**What you should do:** Read the data below line by line and state how many lines hold "produced". Nothing else belongs in the answer.

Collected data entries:

//! # Behaviors
//!
//! A behavior is a pipeline stage that wraps the handler call. It may
//! inspect the request, short-circuit, transform the response, or simply
//! observe the call.
//!
//! # Open vs Closed
//!
//! - [`Behavior`] is *open*: it runs for every request type and therefore
//!   works on the type-erased [`RequestContext`] and [`Payload`].
//! - [`RequestBehavior`] is *closed*: it is written for one request type and
//!   sees the request and response with their concrete types.
//!
//! Both receive the rest of the pipeline as a single-use continuation. A
//! behavior that never runs it short-circuits the call; running it twice is
//! impossible because [`Next::run`] consumes it.

use crate::{
    context::{Payload, RequestContext},
    error::{ConfigError, CourierError},
    request::Request,
};
use futures::future::BoxFuture;
use std::{future::Future, marker::PhantomData, pin::Pin};
use tokio_util::sync::CancellationToken;

/// The remainder of a pipeline, as seen by an open behavior.
pub struct Next<'a> {
    call: Box<dyn FnOnce() -> BoxFuture<'a, Result<Payload, CourierError>> + Send + 'a>,
}

impl<'a> Next<'a> {
    /// Wrap a continuation.
    pub fn new<F>(call: F) -> Self
    where
        F: FnOnce() -> BoxFuture<'a, Result<Payload, CourierError>> + Send + 'a,
    {
        Self { call: Box::new(call) }
    }

    /// Run the remainder of the pipeline.
    pub fn run(self) -> BoxFuture<'a, Result<Payload, CourierError>> {
        (self.call)()
    }
}

impl std::fmt::Debug for Next<'_> {
    fn fmt(&self, f: &mut std::fmt::Formatter<'_>) -> std::fmt::Result {
        f.write_str("Next")
    }
}

/// A pipeline stage applied to every request type.
///
/// # Static vs Dynamic Dispatch
///
/// This trait uses native `async fn` for zero-cost static dispatch.
/// Pipelines store behaviors as [`DynBehavior`] trait objects.
///
/// # Example
///
/// ```rust,ignore
/// struct Audit;
///
/// impl Behavior for Audit {
///     async fn handle(&self, cx: &RequestContext<'_>, next: Next<'_>) -> Result<Payload, CourierError> {
///         println!("-> {}", cx.request_name());
///         next.run().await
///     }
/// }
/// ```
#[diagnostic::on_unimplemented(
    message = "`{Self}` is not a courier `Behavior`",
    label = "missing `Behavior` implementation",
    note = "Open behaviors must implement `handle(&self, cx, next)`."
)]
pub trait Behavior: Send + Sync + 'static {
    /// Handle the call, usually by running `next` exactly once.
    fn handle(
        &self,
        cx: &RequestContext<'_>,
        next: Next<'_>,
    ) -> impl Future<Output = Result<Payload, CourierError>> + Send;
}

/// Dynamic object-safe version of [`Behavior`].
pub trait DynBehavior: Send + Sync + 'static {
    /// Handle the call (dynamic dispatch version).
    fn handle_dyn<'a>(
        &'a self,
        cx: &'a RequestContext<'a>,
        next: Next<'a>,
    ) -> Pin<Box<dyn Future<Output = Result<Payload, CourierError>> + Send + 'a>>;
}

impl<T: Behavior> DynBehavior for T {
    fn handle_dyn<'a>(
        &'a self,
        cx: &'a RequestContext<'a>,
        next: Next<'a>,
    ) -> Pin<Box<dyn Future<Output = Result<Payload, CourierError>> + Send + 'a>> {
        Box::pin(self.handle(cx, next))
    }
}

/// The remainder of a pipeline, as seen by a closed behavior.
pub struct TypedNext<'a, R> {
    next: Next<'a>,
    _request: PhantomData<fn(&R)>,
}

impl<'a, R: Request> TypedNext<'a, R> {
    /// View an erased continuation through the request's response type.
    pub fn new(next: Next<'a>) -> Self {
        Self {
            next,
            _request: PhantomData,
        }
    }

    /// Run the remainder of the pipeline.
    pub async fn run(self) -> Result<R::Response, CourierError> {
        let payload = self.next.run().await?;
        downcast_response::<R>(payload)
    }
}

/// Recover a typed response from a pipeline payload.
///
/// Fails with [`ConfigError::ResponseTypeMismatch`] if a behavior replaced
/// the response with a value of another type.
pub fn downcast_response<R: Request>(payload: Payload) -> Result<R::Response, CourierError> {
    payload
        .downcast::<R::Response>()
        .map(|response| *response)
        .map_err(|_| {
            ConfigError::ResponseTypeMismatch {
                request: std::any::type_name::<R>(),
                expected: std::any::type_name::<R::Response>(),
            }
            .into()
        })
}

/// A pipeline stage written for one request type.
///
/// Runs at its registration position, and only for `R`.
#[diagnostic::on_unimplemented(
    message = "`{Self}` is not a courier `RequestBehavior` for `{R}`",
    label = "missing `RequestBehavior<{R}>` implementation",
    note = "Closed behaviors must implement `handle(&self, request, next, cancel)` for `{R}`."
)]
pub trait RequestBehavior<R: Request>: Send + Sync + 'static {
    /// Handle the call, usually by running `next` exactly once.
    fn handle(
        &self,
        request: &R,
        next: TypedNext<'_, R>,
        cancel: &CancellationToken,
    ) -> impl Future<Output = Result<R::Response, CourierError>> + Send;
}

/// Adapts a [`RequestBehavior`] into an open [`Behavior`].
///
/// Requests of any other type pass straight through.
pub struct ClosedBehavior<R, B> {
    inner: B,
    _request: PhantomData<fn(&R)>,
}

impl<R, B> ClosedBehavior<R, B> {
    /// Wrap a closed behavior.
    pub fn new(inner: B) -> Self {
        Self {
            inner,
            _request: PhantomData,
        }
    }

    /// The wrapped behavior.
    pub fn inner(&self) -> &B {
        &self.inner
    }
}

impl<R, B> Behavior for ClosedBehavior<R, B>
where
    R: Request,
    B: RequestBehavior<R>,
{
    async fn handle(&self, cx: &RequestContext<'_>, next: Next<'_>) -> Result<Payload, CourierError> {
        let Some(request) = cx.downcast_ref::<R>() else {
            return next.run().await;
        };
        let response = self
            .inner
            .handle(request, TypedNext::new(next), cx.cancellation())
            .await?;
        Ok(Box::new(response))
    }
}
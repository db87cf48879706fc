//! Dispatcher construction.
//!
//! Every binding is declared here, at startup. Registration order of
//! behaviors is significant: the behavior registered last runs outermost.
//!
//! # Example
//!
//! ```rust,ignore
//! let dispatcher = DispatcherBuilder::new()
//!     .use_logging()
//!     .configure_caching(Arc::new(MemoryCache::new()))
//!     .use_caching()
//!     .register_validator::<CreateUser, _>(EmailValidator)?
//!     .register_handler::<CreateUser, _, _>(Lifetime::ScopeScoped, |c| {
//!         Ok(CreateUserHandler::new(c.resolve::<UnitOfWork>()?))
//!     })?
//!     .configure_services(|services| {
//!         services.add_scoped_factory(|c| Ok(UnitOfWork::begin(c.resolve::<Pool>()?)));
//!     })
//!     .build()?;
//! ```

use crate::{
    dispatcher::{Dispatcher, RequestWrapper},
    registry::{BehaviorBinding, BehaviorFactory, BindingRegistry, HandlerBinding, HandlerSlot, StreamHandlerSlot},
    stream::StreamWrapper,
};
use courier_core::{
    Behavior, CacheProvider, ClosedBehavior, ClosedStreamBehavior, ConfigError, Container,
    DynBehavior, DynCacheProvider, Handler, Lifetime, Request, RequestBehavior,
    RequestStreamBehavior, ResolveError, StreamBehavior, StreamHandler, StreamRequest, Validator,
};
use courier_std::{
    behaviors::{CachingBehavior, CachingOptions, ValidationBehavior, ValidatorTable},
    container::ServiceCollection,
};
use std::{any::TypeId, fmt, sync::Arc};
use tracing::debug;

/// Builder for a [`Dispatcher`].
///
/// Fallible registrations return the builder inside a `Result` so that
/// configuration mistakes surface at startup:
///
/// - a second handler for a request type ([`ConfigError::DuplicateHandler`])
/// - the same validator twice for a request type ([`ConfigError::DuplicateValidator`])
/// - caching without a provider ([`ConfigError::MissingCacheProvider`], from [`build`](Self::build))
#[derive(Default)]
pub struct DispatcherBuilder {
    services: ServiceCollection,
    registry: BindingRegistry,
    validators: Option<ValidatorTable>,
    cache: Option<(Arc<dyn DynCacheProvider>, CachingOptions)>,
    caching_used: bool,
}

impl DispatcherBuilder {
    /// Create an empty builder.
    pub fn new() -> Self {
        Self::default()
    }

    // ========================================================================
    // Handlers
    // ========================================================================

    /// Bind `R` to handlers produced by `factory`.
    ///
    /// `lifetime` decides how often `factory` runs: once per root container
    /// ([`Lifetime::Reusable`]), on every dispatch ([`Lifetime::CallScoped`]),
    /// or once per resource scope ([`Lifetime::ScopeScoped`]).
    pub fn register_handler<R, H, F>(mut self, lifetime: Lifetime, factory: F) -> Result<Self, ConfigError>
    where
        R: Request,
        H: Handler<R>,
        F: Fn(&dyn Container) -> Result<H, ResolveError> + Send + Sync + 'static,
    {
        self.registry.insert_handler(
            TypeId::of::<R>(),
            HandlerBinding {
                request: std::any::type_name::<R>(),
                handler: std::any::type_name::<H>(),
                lifetime,
                wrap: RequestWrapper::<R>::create,
            },
        )?;
        self.services
            .add_factory(lifetime.into(), move |c: &dyn Container| {
                factory(c).map(|handler| HandlerSlot::<R>(Arc::new(handler)))
            });
        Ok(self)
    }

    /// Bind `R` to a single shared handler instance.
    pub fn register_handler_instance<R, H>(mut self, handler: H) -> Result<Self, ConfigError>
    where
        R: Request,
        H: Handler<R>,
    {
        self.registry.insert_handler(
            TypeId::of::<R>(),
            HandlerBinding {
                request: std::any::type_name::<R>(),
                handler: std::any::type_name::<H>(),
                lifetime: Lifetime::Reusable,
                wrap: RequestWrapper::<R>::create,
            },
        )?;
        self.services.add_singleton(HandlerSlot::<R>(Arc::new(handler)));
        Ok(self)
    }

    /// Bind the stream request `R` to handlers produced by `factory`.
    pub fn register_stream_handler<R, H, F>(mut self, lifetime: Lifetime, factory: F) -> Result<Self, ConfigError>
    where
        R: StreamRequest,
        H: StreamHandler<R>,
        F: Fn(&dyn Container) -> Result<H, ResolveError> + Send + Sync + 'static,
    {
        self.registry.insert_stream_handler(
            TypeId::of::<R>(),
            HandlerBinding {
                request: std::any::type_name::<R>(),
                handler: std::any::type_name::<H>(),
                lifetime,
                wrap: StreamWrapper::<R>::create,
            },
        )?;
        self.services
            .add_factory(lifetime.into(), move |c: &dyn Container| {
                factory(c).map(|handler| StreamHandlerSlot::<R>(Arc::new(handler)))
            });
        Ok(self)
    }

    /// Bind the stream request `R` to a single shared handler instance.
    pub fn register_stream_handler_instance<R, H>(mut self, handler: H) -> Result<Self, ConfigError>
    where
        R: StreamRequest,
        H: StreamHandler<R>,
    {
        self.registry.insert_stream_handler(
            TypeId::of::<R>(),
            HandlerBinding {
                request: std::any::type_name::<R>(),
                handler: std::any::type_name::<H>(),
                lifetime: Lifetime::Reusable,
                wrap: StreamWrapper::<R>::create,
            },
        )?;
        self.services.add_singleton(StreamHandlerSlot::<R>(Arc::new(handler)));
        Ok(self)
    }

    // ========================================================================
    // Behaviors
    // ========================================================================

    /// Add an open behavior, produced by `factory` whenever a pipeline is
    /// composed.
    pub fn register_behavior<B, F>(mut self, factory: F) -> Self
    where
        B: Behavior,
        F: Fn(&dyn Container) -> Result<B, ResolveError> + Send + Sync + 'static,
    {
        let factory: BehaviorFactory<dyn DynBehavior> = Arc::new(move |c: &dyn Container| {
            factory(c).map(|behavior| Arc::new(behavior) as Arc<dyn DynBehavior>)
        });
        self.registry
            .push_behavior(BehaviorBinding::open(std::any::type_name::<B>(), factory));
        self
    }

    /// Add an open behavior shared by every pipeline.
    pub fn register_behavior_instance<B: Behavior>(mut self, behavior: B) -> Self {
        let behavior: Arc<dyn DynBehavior> = Arc::new(behavior);
        self.registry.push_behavior(BehaviorBinding::open(
            std::any::type_name::<B>(),
            Arc::new(move |_: &dyn Container| Ok(Arc::clone(&behavior))),
        ));
        self
    }

    /// Add a behavior that only wraps requests of type `R`.
    pub fn register_request_behavior<R, B, F>(mut self, factory: F) -> Self
    where
        R: Request,
        B: RequestBehavior<R>,
        F: Fn(&dyn Container) -> Result<B, ResolveError> + Send + Sync + 'static,
    {
        let factory: BehaviorFactory<dyn DynBehavior> = Arc::new(move |c: &dyn Container| {
            factory(c).map(|behavior| Arc::new(ClosedBehavior::<R, B>::new(behavior)) as Arc<dyn DynBehavior>)
        });
        self.registry
            .push_behavior(BehaviorBinding::closed::<R>(std::any::type_name::<B>(), factory));
        self
    }

    /// Add a shared behavior instance that only wraps requests of type `R`.
    pub fn register_request_behavior_instance<R, B>(mut self, behavior: B) -> Self
    where
        R: Request,
        B: RequestBehavior<R>,
    {
        let behavior: Arc<dyn DynBehavior> = Arc::new(ClosedBehavior::<R, B>::new(behavior));
        self.registry.push_behavior(BehaviorBinding::closed::<R>(
            std::any::type_name::<B>(),
            Arc::new(move |_: &dyn Container| Ok(Arc::clone(&behavior))),
        ));
        self
    }

    /// Add an open stream behavior, produced by `factory`.
    pub fn register_stream_behavior<B, F>(mut self, factory: F) -> Self
    where
        B: StreamBehavior,
        F: Fn(&dyn Container) -> Result<B, ResolveError> + Send + Sync + 'static,
    {
        let factory: BehaviorFactory<dyn StreamBehavior> = Arc::new(move |c: &dyn Container| {
            factory(c).map(|behavior| Arc::new(behavior) as Arc<dyn StreamBehavior>)
        });
        self.registry
            .push_stream_behavior(BehaviorBinding::open(std::any::type_name::<B>(), factory));
        self
    }

    /// Add an open stream behavior shared by every stream pipeline.
    pub fn register_stream_behavior_instance<B: StreamBehavior>(mut self, behavior: B) -> Self {
        let behavior: Arc<dyn StreamBehavior> = Arc::new(behavior);
        self.registry.push_stream_behavior(BehaviorBinding::open(
            std::any::type_name::<B>(),
            Arc::new(move |_: &dyn Container| Ok(Arc::clone(&behavior))),
        ));
        self
    }

    /// Add a stream behavior that only wraps stream requests of type `R`.
    pub fn register_request_stream_behavior<R, B, F>(mut self, factory: F) -> Self
    where
        R: StreamRequest,
        B: RequestStreamBehavior<R>,
        F: Fn(&dyn Container) -> Result<B, ResolveError> + Send + Sync + 'static,
    {
        let factory: BehaviorFactory<dyn StreamBehavior> = Arc::new(move |c: &dyn Container| {
            factory(c)
                .map(|behavior| Arc::new(ClosedStreamBehavior::<R, B>::new(behavior)) as Arc<dyn StreamBehavior>)
        });
        self.registry
            .push_stream_behavior(BehaviorBinding::closed::<R>(std::any::type_name::<B>(), factory));
        self
    }

    /// Add a shared stream behavior instance that only wraps `R`.
    pub fn register_request_stream_behavior_instance<R, B>(mut self, behavior: B) -> Self
    where
        R: StreamRequest,
        B: RequestStreamBehavior<R>,
    {
        let behavior: Arc<dyn StreamBehavior> = Arc::new(ClosedStreamBehavior::<R, B>::new(behavior));
        self.registry.push_stream_behavior(BehaviorBinding::closed::<R>(
            std::any::type_name::<B>(),
            Arc::new(move |_: &dyn Container| Ok(Arc::clone(&behavior))),
        ));
        self
    }

    // ========================================================================
    // Validation
    // ========================================================================

    /// Add a validator for `R`.
    ///
    /// The first validator registered, for any request type, inserts the
    /// validation behavior at this point of the behavior order. Later
    /// validators join the same behavior.
    pub fn register_validator<R, V>(mut self, validator: V) -> Result<Self, ConfigError>
    where
        R: Request,
        V: Validator<R>,
    {
        if self.validators.is_none() {
            self.registry.push_behavior(BehaviorBinding::open(
                std::any::type_name::<ValidationBehavior>(),
                Arc::new(|c: &dyn Container| {
                    c.resolve::<ValidationBehavior>()
                        .map(|behavior| behavior as Arc<dyn DynBehavior>)
                }),
            ));
        }
        self.validators
            .get_or_insert_with(ValidatorTable::new)
            .add::<R, V>(validator)?;
        Ok(self)
    }

    // ========================================================================
    // Caching
    // ========================================================================

    /// Supply the cache backend used by [`use_caching`](Self::use_caching).
    pub fn configure_caching<P: CacheProvider>(self, provider: Arc<P>) -> Self {
        self.configure_caching_with(provider, CachingOptions::default())
    }

    /// Supply the cache backend together with caching options.
    pub fn configure_caching_with<P: CacheProvider>(mut self, provider: Arc<P>, options: CachingOptions) -> Self {
        let provider: Arc<dyn DynCacheProvider> = provider;
        self.cache = Some((provider, options));
        self
    }

    /// Insert the caching behavior at this point of the behavior order.
    ///
    /// Calling it again has no effect. [`build`](Self::build) fails unless
    /// a provider was configured.
    pub fn use_caching(mut self) -> Self {
        if self.caching_used {
            return self;
        }
        self.caching_used = true;
        self.registry.push_behavior(BehaviorBinding::open(
            std::any::type_name::<CachingBehavior>(),
            Arc::new(|c: &dyn Container| {
                c.resolve::<CachingBehavior>()
                    .map(|behavior| behavior as Arc<dyn DynBehavior>)
            }),
        ));
        self
    }

    // ========================================================================
    // Services
    // ========================================================================

    /// The service collection handler and behavior factories resolve from.
    pub fn services(&mut self) -> &mut ServiceCollection {
        &mut self.services
    }

    /// Register application services in place.
    pub fn configure_services(mut self, configure: impl FnOnce(&mut ServiceCollection)) -> Self {
        configure(&mut self.services);
        self
    }

    /// Finish configuration.
    ///
    /// # Errors
    ///
    /// [`ConfigError::MissingCacheProvider`] if [`use_caching`](Self::use_caching)
    /// was called without a provider.
    pub fn build(self) -> Result<Dispatcher, ConfigError> {
        let Self {
            mut services,
            registry,
            validators,
            cache,
            caching_used,
        } = self;

        if caching_used {
            let (provider, options) = cache.ok_or(ConfigError::MissingCacheProvider)?;
            services.add_singleton(CachingBehavior::with_options(provider, options));
        }
        if let Some(table) = validators {
            services.add_singleton(ValidationBehavior::new(Arc::new(table)));
        }

        debug!(
            handlers = registry.handlers().count(),
            stream_handlers = registry.stream_handlers().count(),
            behaviors = registry.behavior_count(),
            stream_behaviors = registry.stream_behavior_count(),
            services = services.len(),
            "dispatcher built"
        );
        Ok(Dispatcher::new(registry, Arc::new(services.build())))
    }
}

impl fmt::Debug for DispatcherBuilder {
    fn fmt(&self, f: &mut fmt::Formatter<'_>) -> fmt::Result {
        f.debug_struct("DispatcherBuilder")
            .field("registry", &self.registry)
            .field("services", &self.services.len())
            .field("validators", &self.validators)
            .field("caching", &self.caching_used)
            .finish_non_exhaustive()
    }
}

**Your response:** 4